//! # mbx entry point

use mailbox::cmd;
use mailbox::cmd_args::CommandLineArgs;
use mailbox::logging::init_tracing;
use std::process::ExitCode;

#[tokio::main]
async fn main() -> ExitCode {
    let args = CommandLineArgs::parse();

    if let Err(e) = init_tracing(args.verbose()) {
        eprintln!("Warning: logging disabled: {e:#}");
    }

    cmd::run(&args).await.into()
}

» Aim of the exercise:
Output the line containing "#[tokio::main]" and all lines after it to the end of the records, exactly as given.

» Response to the task:
#[tokio::main]
async fn main() -> ExitCode {
    let args = CommandLineArgs::parse();

    if let Err(e) = init_tracing(args.verbose()) {
        eprintln!("Warning: logging disabled: {e:#}");
    }

    cmd::run(&args).await.into()
}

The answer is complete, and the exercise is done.